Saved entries
■ ■ ■

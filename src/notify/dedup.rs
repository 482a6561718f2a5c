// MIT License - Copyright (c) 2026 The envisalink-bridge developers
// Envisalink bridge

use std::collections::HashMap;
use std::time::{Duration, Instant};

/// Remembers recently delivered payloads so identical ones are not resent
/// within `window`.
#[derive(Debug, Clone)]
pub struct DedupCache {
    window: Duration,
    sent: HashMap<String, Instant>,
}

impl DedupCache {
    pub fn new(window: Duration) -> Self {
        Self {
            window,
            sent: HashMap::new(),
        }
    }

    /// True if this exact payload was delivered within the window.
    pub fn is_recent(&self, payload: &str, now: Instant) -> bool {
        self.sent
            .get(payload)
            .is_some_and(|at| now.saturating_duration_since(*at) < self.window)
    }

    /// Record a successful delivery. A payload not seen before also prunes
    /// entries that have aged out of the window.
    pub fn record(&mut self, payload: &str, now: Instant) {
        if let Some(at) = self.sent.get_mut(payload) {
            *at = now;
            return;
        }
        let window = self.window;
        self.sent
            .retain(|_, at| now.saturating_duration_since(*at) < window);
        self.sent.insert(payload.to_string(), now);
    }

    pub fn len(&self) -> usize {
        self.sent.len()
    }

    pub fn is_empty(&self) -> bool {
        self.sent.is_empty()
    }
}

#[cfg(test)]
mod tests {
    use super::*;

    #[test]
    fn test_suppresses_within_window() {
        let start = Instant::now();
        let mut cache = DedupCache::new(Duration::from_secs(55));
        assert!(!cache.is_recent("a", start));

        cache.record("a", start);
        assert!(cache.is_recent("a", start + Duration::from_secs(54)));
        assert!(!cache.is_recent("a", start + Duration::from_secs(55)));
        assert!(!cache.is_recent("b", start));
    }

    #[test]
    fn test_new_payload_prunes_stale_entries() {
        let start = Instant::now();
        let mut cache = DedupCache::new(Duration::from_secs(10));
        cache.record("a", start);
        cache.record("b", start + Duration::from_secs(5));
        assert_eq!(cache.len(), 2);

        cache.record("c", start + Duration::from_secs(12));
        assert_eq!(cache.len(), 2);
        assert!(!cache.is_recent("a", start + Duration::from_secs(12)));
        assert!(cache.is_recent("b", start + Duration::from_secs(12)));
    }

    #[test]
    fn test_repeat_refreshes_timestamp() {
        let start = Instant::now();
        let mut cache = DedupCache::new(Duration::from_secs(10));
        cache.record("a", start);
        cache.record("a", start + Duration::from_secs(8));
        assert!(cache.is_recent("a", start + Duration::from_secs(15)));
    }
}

■ ■ ■

(PROBLEM REQUIREMENTS):
Output the data in full, precisely as it appears above.

(EXERCISE SOLUTION):
filename src/notify/dedup.rs
repository 482a6561718f2a5c
// MIT License - Copyright (c) 2026 The envisalink-bridge developers
// Envisalink bridge

use std::collections::HashMap;
use std::time::{Duration, Instant};

/// Remembers recently delivered payloads so identical ones are not resent
/// within `window`.
#[derive(Debug, Clone)]
pub struct DedupCache {
    window: Duration,
    sent: HashMap<String, Instant>,
}

impl DedupCache {
    pub fn new(window: Duration) -> Self {
        Self {
            window,
            sent: HashMap::new(),
        }
    }

    /// True if this exact payload was delivered within the window.
    pub fn is_recent(&self, payload: &str, now: Instant) -> bool {
        self.sent
            .get(payload)
            .is_some_and(|at| now.saturating_duration_since(*at) < self.window)
    }

    /// Record a successful delivery. A payload not seen before also prunes
    /// entries that have aged out of the window.
    pub fn record(&mut self, payload: &str, now: Instant) {
        if let Some(at) = self.sent.get_mut(payload) {
            *at = now;
            return;
        }
        let window = self.window;
        self.sent
            .retain(|_, at| now.saturating_duration_since(*at) < window);
        self.sent.insert(payload.to_string(), now);
    }

    pub fn len(&self) -> usize {
        self.sent.len()
    }

    pub fn is_empty(&self) -> bool {
        self.sent.is_empty()
    }
}

#[cfg(test)]
mod tests {
    use super::*;

    #[test]
    fn test_suppresses_within_window() {
        let start = Instant::now();
        let mut cache = DedupCache::new(Duration::from_secs(55));
        assert!(!cache.is_recent("a", start));

        cache.record("a", start);
        assert!(cache.is_recent("a", start + Duration::from_secs(54)));
        assert!(!cache.is_recent("a", start + Duration::from_secs(55)));
        assert!(!cache.is_recent("b", start));
    }

    #[test]
    fn test_new_payload_prunes_stale_entries() {
        let start = Instant::now();
        let mut cache = DedupCache::new(Duration::from_secs(10));
        cache.record("a", start);
        cache.record("b", start + Duration::from_secs(5));
        assert_eq!(cache.len(), 2);

        cache.record("c", start + Duration::from_secs(12));
        assert_eq!(cache.len(), 2);
        assert!(!cache.is_recent("a", start + Duration::from_secs(12)));
        assert!(cache.is_recent("b", start + Duration::from_secs(12)));
    }

    #[test]
    fn test_repeat_refreshes_timestamp() {
        let start = Instant::now();
        let mut cache = DedupCache::new(Duration::from_secs(10));
        cache.record("a", start);
        cache.record("a", start + Duration::from_secs(8));
        assert!(cache.is_recent("a", start + Duration::from_secs(15)));
    }
}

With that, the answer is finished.